//! Environment configuration
//!
//! One TOML document, normally embedded by the host application or read
//! from a file next to it:
//!
//! ```toml
//! # Results fetched longer ago than this are stale (milliseconds).
//! # Omit to disable time-based expiration.
//! query_cache_expiration_ms = 300000
//!
//! # "immediate" (default) or "deferred"
//! dispatch = "immediate"
//! ```

use recstore_core::{Error, Result};
use serde::{Deserialize, Serialize};
use std::path::Path;
use std::time::Duration;

/// When invalidation callbacks run
#[derive(Debug, Clone, Copy, PartialEq, Eq)]
pub enum DispatchMode {
    /// Drain the notification queue at the end of every commit
    Immediate,
    /// Leave notifications queued until `Environment::flush_notifications`
    Deferred,
}

/// Configuration for an [`Environment`](crate::Environment)
#[derive(Debug, Clone, PartialEq, Eq, Serialize, Deserialize)]
pub struct EnvironmentConfig {
    /// Expiration window for fetched results, in milliseconds
    #[serde(default, skip_serializing_if = "Option::is_none")]
    pub query_cache_expiration_ms: Option<u64>,
    /// Notification dispatch mode: `"immediate"` or `"deferred"`
    #[serde(default = "default_dispatch_str")]
    pub dispatch: String,
}

fn default_dispatch_str() -> String {
    "immediate".to_string()
}

impl Default for EnvironmentConfig {
    fn default() -> Self {
        Self {
            query_cache_expiration_ms: None,
            dispatch: default_dispatch_str(),
        }
    }
}

impl EnvironmentConfig {
    /// Config with an expiration window
    ///
    /// Windows longer than `u64::MAX` milliseconds are clamped.
    pub fn with_expiration(window: Duration) -> Self {
        let millis = u64::try_from(window.as_millis()).unwrap_or(u64::MAX);
        Self {
            query_cache_expiration_ms: Some(millis),
            ..Self::default()
        }
    }

    /// Switch to deferred dispatch
    pub fn deferred(mut self) -> Self {
        self.dispatch = "deferred".to_string();
        self
    }

    /// Expiration window, `None` if time-based expiration is off
    pub fn expiration(&self) -> Option<Duration> {
        self.query_cache_expiration_ms.map(Duration::from_millis)
    }

    /// Parse the dispatch string
    ///
    /// # Errors
    ///
    /// Returns a config error if the string is not `"immediate"` or `"deferred"`.
    pub fn dispatch_mode(&self) -> Result<DispatchMode> {
        match self.dispatch.as_str() {
            "immediate" => Ok(DispatchMode::Immediate),
            "deferred" => Ok(DispatchMode::Deferred),
            other => Err(Error::config(format!(
                "invalid dispatch mode '{}'. Expected \"immediate\" or \"deferred\".",
                other
            ))),
        }
    }

    /// Check every field
    pub fn validate(&self) -> Result<()> {
        self.dispatch_mode()?;
        Ok(())
    }

    /// Default config document with comments
    pub fn default_toml() -> &'static str {
        r#"# recstore environment configuration
#
# Expiration window for fetched results, in milliseconds.
# Results fetched from the network longer ago than this are stale.
# Leave unset to rely on explicit invalidation only.
# query_cache_expiration_ms = 300000

# When invalidation subscribers are notified:
#   "immediate" = at the end of every commit (default)
#   "deferred"  = when the host calls flush_notifications()
dispatch = "immediate"
"#
    }

    /// Parse and validate a TOML document
    pub fn from_toml_str(content: &str) -> Result<Self> {
        let config: EnvironmentConfig = toml::from_str(content)
            .map_err(|e| Error::config(format!("failed to parse config: {}", e)))?;
        config.validate()?;
        Ok(config)
    }

    /// Read, parse and validate a config file
    pub fn from_file(path: &Path) -> Result<Self> {
        let content = std::fs::read_to_string(path).map_err(|e| {
            Error::config(format!(
                "failed to read config file '{}': {}",
                path.display(),
                e
            ))
        })?;
        Self::from_toml_str(&content)
    }

    /// Serialize to TOML and write to `path`
    pub fn write_to_file(&self, path: &Path) -> Result<()> {
        let content = toml::to_string_pretty(self)
            .map_err(|e| Error::config(format!("failed to serialize config: {}", e)))?;
        std::fs::write(path, content).map_err(|e| {
            Error::config(format!(
                "failed to write config file '{}': {}",
                path.display(),
                e
            ))
        })
    }
}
_____
What to do
All of the entries above must be output word for word.

Response below
//! Environment configuration
//!
//! One TOML document, normally embedded by the host application or read
//! from a file next to it:
//!
//! ```toml
//! # Results fetched longer ago than this are stale (milliseconds).
//! # Omit to disable time-based expiration.
//! query_cache_expiration_ms = 300000
//!
//! # "immediate" (default) or "deferred"
//! dispatch = "immediate"
//! ```

use recstore_core::{Error, Result};
use serde::{Deserialize, Serialize};
use std::path::Path;
use std::time::Duration;

/// When invalidation callbacks run
#[derive(Debug, Clone, Copy, PartialEq, Eq)]
pub enum DispatchMode {
    /// Drain the notification queue at the end of every commit
    Immediate,
    /// Leave notifications queued until `Environment::flush_notifications`
    Deferred,
}

/// Configuration for an [`Environment`](crate::Environment)
#[derive(Debug, Clone, PartialEq, Eq, Serialize, Deserialize)]
pub struct EnvironmentConfig {
    /// Expiration window for fetched results, in milliseconds
    #[serde(default, skip_serializing_if = "Option::is_none")]
    pub query_cache_expiration_ms: Option<u64>,
    /// Notification dispatch mode: `"immediate"` or `"deferred"`
    #[serde(default = "default_dispatch_str")]
    pub dispatch: String,
}

fn default_dispatch_str() -> String {
    "immediate".to_string()
}

impl Default for EnvironmentConfig {
    fn default() -> Self {
        Self {
            query_cache_expiration_ms: None,
            dispatch: default_dispatch_str(),
        }
    }
}

impl EnvironmentConfig {
    /// Config with an expiration window
    ///
    /// Windows longer than `u64::MAX` milliseconds are clamped.
    pub fn with_expiration(window: Duration) -> Self {
        let millis = u64::try_from(window.as_millis()).unwrap_or(u64::MAX);
        Self {
            query_cache_expiration_ms: Some(millis),
            ..Self::default()
        }
    }

    /// Switch to deferred dispatch
    pub fn deferred(mut self) -> Self {
        self.dispatch = "deferred".to_string();
        self
    }

    /// Expiration window, `None` if time-based expiration is off
    pub fn expiration(&self) -> Option<Duration> {
        self.query_cache_expiration_ms.map(Duration::from_millis)
    }

    /// Parse the dispatch string
    ///
    /// # Errors
    ///
    /// Returns a config error if the string is not `"immediate"` or `"deferred"`.
    pub fn dispatch_mode(&self) -> Result<DispatchMode> {
        match self.dispatch.as_str() {
            "immediate" => Ok(DispatchMode::Immediate),
            "deferred" => Ok(DispatchMode::Deferred),
            other => Err(Error::config(format!(
                "invalid dispatch mode '{}'. Expected \"immediate\" or \"deferred\".",
                other
            ))),
        }
    }

    /// Check every field
    pub fn validate(&self) -> Result<()> {
        self.dispatch_mode()?;
        Ok(())
    }

    /// Default config document with comments
    pub fn default_toml() -> &'static str {
        r#"# recstore environment configuration
#
# Expiration window for fetched results, in milliseconds.
# Results fetched from the network longer ago than this are stale.
# Leave unset to rely on explicit invalidation only.
# query_cache_expiration_ms = 300000

# When invalidation subscribers are notified:
#   "immediate" = at the end of every commit (default)
#   "deferred"  = when the host calls flush_notifications()
dispatch = "immediate"
"#
    }

    /// Parse and validate a TOML document
    pub fn from_toml_str(content: &str) -> Result<Self> {
        let config: EnvironmentConfig = toml::from_str(content)
            .map_err(|e| Error::config(format!("failed to parse config: {}", e)))?;
        config.validate()?;
        Ok(config)
    }

    /// Read, parse and validate a config file
    pub fn from_file(path: &Path) -> Result<Self> {
        let content = std::fs::read_to_string(path).map_err(|e| {
            Error::config(format!(
                "failed to read config file '{}': {}",
                path.display(),
                e
            ))
        })?;
        Self::from_toml_str(&content)
    }

    /// Serialize to TOML and write to `path`
    pub fn write_to_file(&self, path: &Path) -> Result<()> {
        let content = toml::to_string_pretty(self)
            .map_err(|e| Error::config(format!("failed to serialize config: {}", e)))?;
        std::fs::write(path, content).map_err(|e| {
            Error::config(format!(
                "failed to write config file '{}': {}",
                path.display(),
                e
            ))
        })
    }
}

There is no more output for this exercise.